How does p-values influence prediction result?

#1
I'm running logistic regression model in R and came out with some question.
Looking into the model details, all the variables' p-values are higher than 0.05, and their coefficients are negative.
I thought this model would fail predicting properly, but the prediction score F2 particulary was actually higher than 0.93.
And I'm just wondering how these outcomes(p-values and prediction result) relate to each other.
I'd like to know if the model is worth or not.
Thanks.
 
#4
You could have an overfitted model, small sample and a ton of predictors. Tell us more about the context, sample size, proportion with outcome, number of predictors, and how predictors are formatted!
 
#5
Thanks all for your advice! I guess what @hlsmith said quite got the point.
I have only small and imbalanced dataset - train data:561(1:429, 0:132) test data:241(1:176, 0:65), variables:183.

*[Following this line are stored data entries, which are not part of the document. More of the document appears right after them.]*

//! Radar HTTP server lifecycle management.
//!
//! Provides [`start_server`] which binds to a TCP port and runs the
//! Axum server until the task is aborted or the runtime shuts down.

use std::net::SocketAddr;
use std::sync::Arc;

use angkot_core::config::ObserverConfig;
use tokio::net::TcpListener;
use tracing::info;

use crate::router::build_router;
use crate::state::AppState;

/// Configuration for the radar server.
#[derive(Debug, Clone)]
pub struct ServerConfig {
    /// The host address to bind to (e.g. `0.0.0.0`).
    pub host: String,
    /// The TCP port to listen on.
    pub port: u16,
}

impl ServerConfig {
    /// The socket address to bind.
    ///
    /// # Errors
    ///
    /// Returns [`ServerError::Bind`] if `host:port` does not parse.
    pub fn socket_addr(&self) -> Result<SocketAddr, ServerError> {
        format!("{}:{}", self.host, self.port)
            .parse()
            .map_err(|e| ServerError::Bind(format!("invalid address {}:{}: {e}", self.host, self.port)))
    }
}

impl Default for ServerConfig {
    fn default() -> Self {
        Self {
            host: String::from("0.0.0.0"),
            port: 8080,
        }
    }
}

impl From<&ObserverConfig> for ServerConfig {
    fn from(config: &ObserverConfig) -> Self {
        Self {
            host: config.host.clone(),
            port: config.port,
        }
    }
}

/// Start the radar HTTP server.
///
/// Binds to the configured address, builds the router, and serves
/// requests until the process is terminated.
///
/// # Errors
///
/// Returns an error if the TCP listener cannot bind or the server
/// encounters a fatal I/O error.
pub async fn start_server(config: &ServerConfig, state: Arc<AppState>) -> Result<(), ServerError> {
    let addr = config.socket_addr()?;

    let router = build_router(state);

    let listener = TcpListener::bind(addr)
        .await
        .map_err(|e| ServerError::Bind(format!("bind failed on {addr}: {e}")))?;

    info!(%addr, "Radar server listening");

    axum::serve(listener, router)
        .await
        .map_err(|e| ServerError::Serve(format!("serve error: {e}")))?;

    Ok(())
}

/// Errors that can occur when starting or running the radar server.
#[derive(Debug, thiserror::Error)]
pub enum ServerError {
    /// Failed to bind to the network address.
    #[error("bind error: {0}")]
    Bind(String),

    /// The server encountered a fatal error while serving.
    #[error("serve error: {0}")]
    Serve(String),
}

#[cfg(test)]
mod tests {
    use super::*;

    #[test]
    fn config_from_observer_settings() {
        let observer = ObserverConfig {
            host: String::from("127.0.0.1"),
            port: 9090,
        };
        let config = ServerConfig::from(&observer);
        assert_eq!(config.socket_addr().ok(), "127.0.0.1:9090".parse().ok());
    }

    #[test]
    fn bad_host_is_bind_error() {
        let config = ServerConfig {
            host: String::from("not a host"),
            port: 80,
        };
        assert!(matches!(config.socket_addr(), Err(ServerError::Bind(_))));
    }
}
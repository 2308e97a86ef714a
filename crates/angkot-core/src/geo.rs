//! Great-circle geometry on a spherical Earth.

use angkot_types::Coordinate;

/// Mean Earth radius in kilometers used for every distance computation.
pub const EARTH_RADIUS_KM: f64 = 6371.0;

/// Haversine distance between two coordinates in kilometers.
///
/// `a = sin²(Δlat/2) + cos(lat1)·cos(lat2)·sin²(Δlon/2)` and
/// `d = 2R·atan2(√a, √(1−a))`, with all angles in radians.
pub fn haversine_km(from: Coordinate, to: Coordinate) -> f64 {
    let lat1 = from.lat.to_radians();
    let lat2 = to.lat.to_radians();
    let d_lat = (to.lat - from.lat).to_radians();
    let d_lng = (to.lng - from.lng).to_radians();

    let half_lat = (d_lat / 2.0).sin();
    let half_lng = (d_lng / 2.0).sin();
    let a = half_lat.mul_add(half_lat, lat1.cos() * lat2.cos() * half_lng * half_lng);
    // Rounding can push `a` a hair past 1 for antipodal points.
    let a = a.clamp(0.0, 1.0);

    2.0 * EARTH_RADIUS_KM * a.sqrt().atan2((1.0 - a).sqrt())
}
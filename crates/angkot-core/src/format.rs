//! Presentation helpers for roster entries and observer state.
//!
//! Pure string formatting; no side effects.

use angkot_types::Coordinate;
use serde::Serialize;

const MS_PER_SECOND: i64 = 1_000;
const SECONDS_PER_MINUTE: i64 = 60;
const SECONDS_PER_HOUR: i64 = 3_600;

/// How long ago a report was made, bucketed for display.
#[derive(Debug, Clone, Copy, PartialEq, Eq, Serialize)]
#[serde(tag = "unit", content = "value", rename_all = "snake_case")]
pub enum AgeBucket {
    /// Under a minute; whole seconds.
    Seconds(i64),
    /// Under an hour; whole minutes.
    Minutes(i64),
    /// An hour or more; whole hours.
    Hours(i64),
}

impl core::fmt::Display for AgeBucket {
    fn fmt(&self, f: &mut core::fmt::Formatter<'_>) -> core::fmt::Result {
        match self {
            Self::Seconds(n) => write!(f, "{n} seconds ago"),
            Self::Minutes(n) => write!(f, "{n} minutes ago"),
            Self::Hours(n) => write!(f, "{n} hours ago"),
        }
    }
}

/// Bucket an age in milliseconds.
///
/// Thresholds sit at 60 s and 3600 s and every step uses floor division,
/// so 59 999 ms is still "59 seconds ago". Negative ages read as zero.
pub fn age_bucket(age_ms: i64) -> AgeBucket {
    let seconds = age_ms.max(0).div_euclid(MS_PER_SECOND);
    if seconds < SECONDS_PER_MINUTE {
        AgeBucket::Seconds(seconds)
    } else if seconds < SECONDS_PER_HOUR {
        AgeBucket::Minutes(seconds.div_euclid(SECONDS_PER_MINUTE))
    } else {
        AgeBucket::Hours(seconds.div_euclid(SECONDS_PER_HOUR))
    }
}

/// Distance with one decimal, e.g. `1.6 km`.
pub fn format_distance_km(distance_km: f64) -> String {
    format!("{distance_km:.1} km")
}

/// Coordinate with six decimals, e.g. `-6.208800, 106.845600`.
pub fn format_coordinate(coordinate: Coordinate) -> String {
    format!("{:.6}, {:.6}", coordinate.lat, coordinate.lng)
}

/// Accuracy radius rounded to whole meters, e.g. `±12 m`.
pub fn format_accuracy(accuracy_m: f64) -> String {
    format!("±{accuracy_m:.0} m")
}
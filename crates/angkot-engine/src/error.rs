//! Error types for the engine binary.
//!
//! [`EngineError`] is the top-level error type that wraps all possible
//! failure modes during startup.

/// Top-level error for the engine binary.
///
/// Each variant wraps a specific subsystem error, providing a single
/// error type that `main` can propagate with `?`.
#[derive(Debug, thiserror::Error)]
pub enum EngineError {
    /// Configuration loading failed.
    #[error("config error: {source}")]
    Config {
        /// The underlying config error.
        #[from]
        source: angkot_core::config::ConfigError,
    },

    /// The radar API server failed to start.
    #[error("observer error: {source}")]
    Observer {
        /// The underlying startup error.
        #[from]
        source: angkot_observer::StartupError,
    },

    /// The logging subscriber could not be installed.
    #[error("logging error: {message}")]
    Logging {
        /// Description of the failure.
        message: String,
    },
}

What do I do to create better (you know, acceptable at least) model under this condition, regardless of prediction score at this stage.

Thank you!!!
 
#6
@noetsi thanks a lot! I tried to check multicolinearity by vif() in R but it returns "Error in vif.default(fit) : there are aliased coefficients in the model".
How can I check its multicolinearity in this case??
And is there anything I could do to avoid multicolinearity?? - I've already been through step() of R package.
Thanks.
 
#7
Well you have already tried one approach, so your results are now conditional on that one failing your expectations. I am just mentioning this since given any purpose, fitting multiple models can contribute to false discovery.

You should run a least absolute shrinkage selection operator (LASSO) or other type of regularizing model.
 

noetsi

Fortran must die
#8
I don't know R. You could check tolerance a statistic that is very much like VIF. I wonder if something is really unusual about your data set, I can't understand why VIF would not run. You might ask about that on the R page here.

There are no really good solutions to Multicolinearity. The two best are 1) gather more data (which is probably not possible I am guessing) or 2) find an alternative to one of the variables in your model. One chance is to use something like factor analysis to collapse two or more of your variables into one. A second, if you have a theory is to find a variable that logically could take the place of one of your IV.

Personally I would just report the variables do a good job of explaining the model, but can not do so individually because of Multicolinearity.